Es hat ein ganzes Jahrzehnt gedauert, aber Guild Wars 2 ist jetzt als Free-to-Play-Spiel auf Steam erhältlich. Nach so vielen Jahren immer noch relevant zu sein, ist eine bemerkenswerte Leistung. Nur wenige Spiele können ein Jahrzehnt kontinuierlichen Erfolg feiern. Viele MMOs geraten so schnell in Vergessenheit und werden für immer vergessen, aber Guild Wars 2 hat immer noch unglaubliche 12 Millionen und mehr monatliche Spieler. Diese Zahlen lügen nicht, und es gibt einen guten Grund, warum sich das legendäre MMO als so widerstandsfähig erwiesen hat. Es zeigt, was ein MMO sein kann, wenn ein Entwickler auch nur ein bisschen über den Tellerrand hinausschaut.

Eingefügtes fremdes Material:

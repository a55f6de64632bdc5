// src/analyze/status.rs
//! Keyword lifecycle classification. Never yields `Rejected`; that state
//! only comes from an explicit negative confirmation.

use once_cell::sync::Lazy;
use regex::Regex;

use crate::model::UpgradeStatus;

static DEPLOYED_RE: Lazy<Regex> = Lazy::new(|| {
    Regex::new(r"(?i)\b(live|activated|executed|deployed|mainnet|on-chain|successful(ly)?)\b")
        .unwrap()
});

static HEDGE_RE: Lazy<Regex> = Lazy::new(|| {
    Regex::new(r"(?i)\b(will be|planning|proposals?|planned|upcoming)\b").unwrap()
});

static APPROVED_RE: Lazy<Regex> =
    Lazy::new(|| Regex::new(r"(?i)\b(approved|passed|scheduled)\b").unwrap());

/// Resolve the lifecycle stage of a representative event text.
pub fn resolve_status(text: &str) -> UpgradeStatus {
    if DEPLOYED_RE.is_match(text) && !HEDGE_RE.is_match(text) {
        UpgradeStatus::DeployedMainnet
    } else if APPROVED_RE.is_match(text) {
        UpgradeStatus::ApprovedNotDeployed
    } else {
        UpgradeStatus::ProposalOnly
    }
}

Ein großer Stolperstein für MMOs war die Tatsache, dass das Genre lange Zeit in Spiele mit Abonnementgebühren und Spiele mit ausbeuterischen Free-to-Play-Funktionen aufgeteilt war. Guild Wars 2 macht die Sache viel besser. Erstens gibt es auch für diejenigen, die keinen einzigen Cent bezahlen, eine riesige Menge an Inhalten, und zweitens setzt das Spiel nicht auf räuberische Mikrotransaktionen oder verlangt, dass man sofort Geld ausgibt. Wenn du zusätzliche Inhalte willst, kaufst du die entsprechende Erweiterung, und schon gehört sie dir. Es gibt kein Abonnement und kein Geld, das man für Beutekisten und XP-Boosts ausgeben muss.
Die kostenlose Version ist nicht perfekt – man kann weder das Auktionshaus nutzen noch an Schlachtzügen oder Streiks teilnehmen, und der Platz im Inventar ist begrenzt (was sich wie ein Schritt zu weit anfühlt, wenn es darum geht, den Spieler einzuschränken – ein klassischer Fall von „ein Problem erfinden und dann eine Lösung verkaufen“) – aber trotz der kleinen Macken ist es einer der besten MMO´s am Markt.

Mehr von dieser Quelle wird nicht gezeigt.